_AIM OF THE TASK_:
Quote all entries in full, exactly.

===== INFORMATION

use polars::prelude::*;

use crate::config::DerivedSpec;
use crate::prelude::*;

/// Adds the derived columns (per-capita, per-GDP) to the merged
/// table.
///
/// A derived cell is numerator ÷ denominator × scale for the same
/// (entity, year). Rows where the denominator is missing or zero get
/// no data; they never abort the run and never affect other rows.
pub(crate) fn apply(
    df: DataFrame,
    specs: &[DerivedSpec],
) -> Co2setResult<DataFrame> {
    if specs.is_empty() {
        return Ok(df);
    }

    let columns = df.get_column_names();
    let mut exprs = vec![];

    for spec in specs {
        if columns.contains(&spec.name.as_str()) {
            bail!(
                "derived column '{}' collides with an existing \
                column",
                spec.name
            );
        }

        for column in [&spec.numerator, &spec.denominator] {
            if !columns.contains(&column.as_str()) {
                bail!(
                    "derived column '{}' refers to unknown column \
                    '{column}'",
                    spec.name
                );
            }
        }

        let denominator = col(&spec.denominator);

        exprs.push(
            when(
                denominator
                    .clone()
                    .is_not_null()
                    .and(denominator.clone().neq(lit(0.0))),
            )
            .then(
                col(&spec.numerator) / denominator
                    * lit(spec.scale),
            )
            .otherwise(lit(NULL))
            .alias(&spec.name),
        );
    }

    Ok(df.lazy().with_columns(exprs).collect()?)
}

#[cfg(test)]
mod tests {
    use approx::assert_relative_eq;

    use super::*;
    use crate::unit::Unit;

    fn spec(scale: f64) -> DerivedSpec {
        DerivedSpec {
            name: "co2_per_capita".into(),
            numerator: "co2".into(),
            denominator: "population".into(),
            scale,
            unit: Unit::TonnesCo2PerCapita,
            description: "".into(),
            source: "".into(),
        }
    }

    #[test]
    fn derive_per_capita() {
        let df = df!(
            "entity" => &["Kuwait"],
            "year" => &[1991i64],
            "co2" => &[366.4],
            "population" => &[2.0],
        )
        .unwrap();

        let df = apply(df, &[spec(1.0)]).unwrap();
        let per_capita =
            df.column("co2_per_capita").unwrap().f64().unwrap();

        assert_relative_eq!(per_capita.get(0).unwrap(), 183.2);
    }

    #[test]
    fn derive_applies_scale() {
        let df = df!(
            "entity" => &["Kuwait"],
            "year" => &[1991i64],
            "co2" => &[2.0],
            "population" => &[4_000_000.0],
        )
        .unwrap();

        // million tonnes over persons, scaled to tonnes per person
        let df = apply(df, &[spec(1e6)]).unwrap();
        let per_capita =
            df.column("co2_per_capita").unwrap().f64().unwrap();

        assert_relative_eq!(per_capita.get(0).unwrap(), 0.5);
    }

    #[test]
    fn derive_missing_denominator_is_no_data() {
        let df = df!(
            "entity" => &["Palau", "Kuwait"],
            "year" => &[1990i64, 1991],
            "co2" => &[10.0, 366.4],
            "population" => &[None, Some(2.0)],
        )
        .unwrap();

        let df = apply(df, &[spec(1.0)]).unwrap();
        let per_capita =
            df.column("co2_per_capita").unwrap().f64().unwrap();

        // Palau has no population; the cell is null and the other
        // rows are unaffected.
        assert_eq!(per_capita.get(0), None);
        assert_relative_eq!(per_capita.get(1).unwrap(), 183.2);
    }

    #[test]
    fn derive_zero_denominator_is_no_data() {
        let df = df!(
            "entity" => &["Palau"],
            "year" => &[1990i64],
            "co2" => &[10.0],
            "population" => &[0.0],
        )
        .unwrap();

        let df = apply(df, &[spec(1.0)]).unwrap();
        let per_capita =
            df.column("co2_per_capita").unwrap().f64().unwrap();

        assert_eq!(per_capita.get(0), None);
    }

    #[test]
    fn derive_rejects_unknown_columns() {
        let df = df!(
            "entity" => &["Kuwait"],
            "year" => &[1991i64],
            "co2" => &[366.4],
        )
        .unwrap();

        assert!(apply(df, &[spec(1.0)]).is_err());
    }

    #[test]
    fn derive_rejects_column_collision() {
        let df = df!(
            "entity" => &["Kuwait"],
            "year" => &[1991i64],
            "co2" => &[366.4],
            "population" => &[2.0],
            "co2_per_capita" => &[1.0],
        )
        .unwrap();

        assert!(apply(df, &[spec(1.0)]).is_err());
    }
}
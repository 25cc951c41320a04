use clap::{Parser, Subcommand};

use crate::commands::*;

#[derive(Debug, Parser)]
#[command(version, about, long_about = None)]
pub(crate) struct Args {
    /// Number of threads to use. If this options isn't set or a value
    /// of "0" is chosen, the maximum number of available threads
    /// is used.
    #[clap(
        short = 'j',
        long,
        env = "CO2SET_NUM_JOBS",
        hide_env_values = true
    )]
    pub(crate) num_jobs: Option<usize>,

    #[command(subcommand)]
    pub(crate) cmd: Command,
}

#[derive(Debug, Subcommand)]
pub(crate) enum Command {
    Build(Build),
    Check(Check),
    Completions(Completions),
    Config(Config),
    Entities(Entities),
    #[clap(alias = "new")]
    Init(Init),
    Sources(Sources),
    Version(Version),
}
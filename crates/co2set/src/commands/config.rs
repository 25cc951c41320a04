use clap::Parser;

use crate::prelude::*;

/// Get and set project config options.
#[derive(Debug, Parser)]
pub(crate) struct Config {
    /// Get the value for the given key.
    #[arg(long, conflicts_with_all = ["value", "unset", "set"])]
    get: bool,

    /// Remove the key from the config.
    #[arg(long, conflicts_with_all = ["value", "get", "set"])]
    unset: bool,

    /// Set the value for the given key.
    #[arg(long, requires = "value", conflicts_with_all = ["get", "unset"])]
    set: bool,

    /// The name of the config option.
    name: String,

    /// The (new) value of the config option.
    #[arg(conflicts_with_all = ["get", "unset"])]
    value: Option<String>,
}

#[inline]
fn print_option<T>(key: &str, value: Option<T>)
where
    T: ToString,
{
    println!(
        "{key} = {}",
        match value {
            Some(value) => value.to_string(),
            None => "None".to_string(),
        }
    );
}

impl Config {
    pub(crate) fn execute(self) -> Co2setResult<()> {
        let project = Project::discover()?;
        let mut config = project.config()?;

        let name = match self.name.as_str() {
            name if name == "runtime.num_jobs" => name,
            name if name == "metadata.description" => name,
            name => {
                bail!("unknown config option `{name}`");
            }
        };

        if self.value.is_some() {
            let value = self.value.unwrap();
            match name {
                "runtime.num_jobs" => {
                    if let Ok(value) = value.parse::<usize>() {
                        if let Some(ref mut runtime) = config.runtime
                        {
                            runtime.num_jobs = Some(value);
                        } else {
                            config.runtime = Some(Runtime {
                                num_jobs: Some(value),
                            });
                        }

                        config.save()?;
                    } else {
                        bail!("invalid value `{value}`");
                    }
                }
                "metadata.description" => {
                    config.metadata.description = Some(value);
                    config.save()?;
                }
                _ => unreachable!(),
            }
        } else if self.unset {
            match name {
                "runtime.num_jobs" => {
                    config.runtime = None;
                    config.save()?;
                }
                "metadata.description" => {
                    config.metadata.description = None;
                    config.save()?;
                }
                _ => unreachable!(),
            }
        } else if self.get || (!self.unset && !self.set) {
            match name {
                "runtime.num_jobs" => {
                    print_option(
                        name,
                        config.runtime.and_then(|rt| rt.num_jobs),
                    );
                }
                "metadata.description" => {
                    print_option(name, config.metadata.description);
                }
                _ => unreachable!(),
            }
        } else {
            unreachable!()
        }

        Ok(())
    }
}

==========

_RESULT OF THIS TASK_:
use polars::prelude::*;

use crate::config::DerivedSpec;
use crate::prelude::*;

/// Adds the derived columns (per-capita, per-GDP) to the merged
/// table.
///
/// A derived cell is numerator ÷ denominator × scale for the same
/// (entity, year). Rows where the denominator is missing or zero get
/// no data; they never abort the run and never affect other rows.
pub(crate) fn apply(
    df: DataFrame,
    specs: &[DerivedSpec],
) -> Co2setResult<DataFrame> {
    if specs.is_empty() {
        return Ok(df);
    }

    let columns = df.get_column_names();
    let mut exprs = vec![];

    for spec in specs {
        if columns.contains(&spec.name.as_str()) {
            bail!(
                "derived column '{}' collides with an existing \
                column",
                spec.name
            );
        }

        for column in [&spec.numerator, &spec.denominator] {
            if !columns.contains(&column.as_str()) {
                bail!(
                    "derived column '{}' refers to unknown column \
                    '{column}'",
                    spec.name
                );
            }
        }

        let denominator = col(&spec.denominator);

        exprs.push(
            when(
                denominator
                    .clone()
                    .is_not_null()
                    .and(denominator.clone().neq(lit(0.0))),
            )
            .then(
                col(&spec.numerator) / denominator
                    * lit(spec.scale),
            )
            .otherwise(lit(NULL))
            .alias(&spec.name),
        );
    }

    Ok(df.lazy().with_columns(exprs).collect()?)
}

#[cfg(test)]
mod tests {
    use approx::assert_relative_eq;

    use super::*;
    use crate::unit::Unit;

    fn spec(scale: f64) -> DerivedSpec {
        DerivedSpec {
            name: "co2_per_capita".into(),
            numerator: "co2".into(),
            denominator: "population".into(),
            scale,
            unit: Unit::TonnesCo2PerCapita,
            description: "".into(),
            source: "".into(),
        }
    }

    #[test]
    fn derive_per_capita() {
        let df = df!(
            "entity" => &["Kuwait"],
            "year" => &[1991i64],
            "co2" => &[366.4],
            "population" => &[2.0],
        )
        .unwrap();

        let df = apply(df, &[spec(1.0)]).unwrap();
        let per_capita =
            df.column("co2_per_capita").unwrap().f64().unwrap();

        assert_relative_eq!(per_capita.get(0).unwrap(), 183.2);
    }

    #[test]
    fn derive_applies_scale() {
        let df = df!(
            "entity" => &["Kuwait"],
            "year" => &[1991i64],
            "co2" => &[2.0],
            "population" => &[4_000_000.0],
        )
        .unwrap();

        // million tonnes over persons, scaled to tonnes per person
        let df = apply(df, &[spec(1e6)]).unwrap();
        let per_capita =
            df.column("co2_per_capita").unwrap().f64().unwrap();

        assert_relative_eq!(per_capita.get(0).unwrap(), 0.5);
    }

    #[test]
    fn derive_missing_denominator_is_no_data() {
        let df = df!(
            "entity" => &["Palau", "Kuwait"],
            "year" => &[1990i64, 1991],
            "co2" => &[10.0, 366.4],
            "population" => &[None, Some(2.0)],
        )
        .unwrap();

        let df = apply(df, &[spec(1.0)]).unwrap();
        let per_capita =
            df.column("co2_per_capita").unwrap().f64().unwrap();

        // Palau has no population; the cell is null and the other
        // rows are unaffected.
        assert_eq!(per_capita.get(0), None);
        assert_relative_eq!(per_capita.get(1).unwrap(), 183.2);
    }

    #[test]
    fn derive_zero_denominator_is_no_data() {
        let df = df!(
            "entity" => &["Palau"],
            "year" => &[1990i64],
            "co2" => &[10.0],
            "population" => &[0.0],
        )
        .unwrap();

        let df = apply(df, &[spec(1.0)]).unwrap();
        let per_capita =
            df.column("co2_per_capita").unwrap().f64().unwrap();

        assert_eq!(per_capita.get(0), None);
    }

    #[test]
    fn derive_rejects_unknown_columns() {
        let df = df!(
            "entity" => &["Kuwait"],
            "year" => &[1991i64],
            "co2" => &[366.4],
        )
        .unwrap();

        assert!(apply(df, &[spec(1.0)]).is_err());
    }

    #[test]
    fn derive_rejects_column_collision() {
        let df = df!(
            "entity" => &["Kuwait"],
            "year" => &[1991i64],
            "co2" => &[366.4],
            "population" => &[2.0],
            "co2_per_capita" => &[1.0],
        )
        .unwrap();

        assert!(apply(df, &[spec(1.0)]).is_err());
    }
}
repository 25cc951c41320a04
use clap::{Parser, Subcommand};

use crate::commands::*;

#[derive(Debug, Parser)]
#[command(version, about, long_about = None)]
pub(crate) struct Args {
    /// Number of threads to use. If this options isn't set or a value
    /// of "0" is chosen, the maximum number of available threads
    /// is used.
    #[clap(
        short = 'j',
        long,
        env = "CO2SET_NUM_JOBS",
        hide_env_values = true
    )]
    pub(crate) num_jobs: Option<usize>,

    #[command(subcommand)]
    pub(crate) cmd: Command,
}

#[derive(Debug, Subcommand)]
pub(crate) enum Command {
    Build(Build),
    Check(Check),
    Completions(Completions),
    Config(Config),
    Entities(Entities),
    #[clap(alias = "new")]
    Init(Init),
    Sources(Sources),
    Version(Version),
}
filename crates/co2set/src/commands/config.rs
repository 25cc951c41320a04
use clap::Parser;

use crate::prelude::*;

/// Get and set project config options.
#[derive(Debug, Parser)]
pub(crate) struct Config {
    /// Get the value for the given key.
    #[arg(long, conflicts_with_all = ["value", "unset", "set"])]
    get: bool,

    /// Remove the key from the config.
    #[arg(long, conflicts_with_all = ["value", "get", "set"])]
    unset: bool,

    /// Set the value for the given key.
    #[arg(long, requires = "value", conflicts_with_all = ["get", "unset"])]
    set: bool,

    /// The name of the config option.
    name: String,

    /// The (new) value of the config option.
    #[arg(conflicts_with_all = ["get", "unset"])]
    value: Option<String>,
}

#[inline]
fn print_option<T>(key: &str, value: Option<T>)
where
    T: ToString,
{
    println!(
        "{key} = {}",
        match value {
            Some(value) => value.to_string(),
            None => "None".to_string(),
        }
    );
}

impl Config {
    pub(crate) fn execute(self) -> Co2setResult<()> {
        let project = Project::discover()?;
        let mut config = project.config()?;

        let name = match self.name.as_str() {
            name if name == "runtime.num_jobs" => name,
            name if name == "metadata.description" => name,
            name => {
                bail!("unknown config option `{name}`");
            }
        };

        if self.value.is_some() {
            let value = self.value.unwrap();
            match name {
                "runtime.num_jobs" => {
                    if let Ok(value) = value.parse::<usize>() {
                        if let Some(ref mut runtime) = config.runtime
                        {
                            runtime.num_jobs = Some(value);
                        } else {
                            config.runtime = Some(Runtime {
                                num_jobs: Some(value),
                            });
                        }

                        config.save()?;
                    } else {
                        bail!("invalid value `{value}`");
                    }
                }
                "metadata.description" => {
                    config.metadata.description = Some(value);
                    config.save()?;
                }
                _ => unreachable!(),
            }
        } else if self.unset {
            match name {
                "runtime.num_jobs" => {
                    config.runtime = None;
                    config.save()?;
                }
                "metadata.description" => {
                    config.metadata.description = None;
                    config.save()?;
                }
                _ => unreachable!(),
            }
        } else if self.get || (!self.unset && !self.set) {
            match name {
                "runtime.num_jobs" => {
                    print_option(
                        name,
                        config.runtime.and_then(|rt| rt.num_jobs),
                    );
                }
                "metadata.description" => {
                    print_option(name, config.metadata.description);
                }
                _ => unreachable!(),
            }
        } else {
            unreachable!()
        }

        Ok(())
    }
}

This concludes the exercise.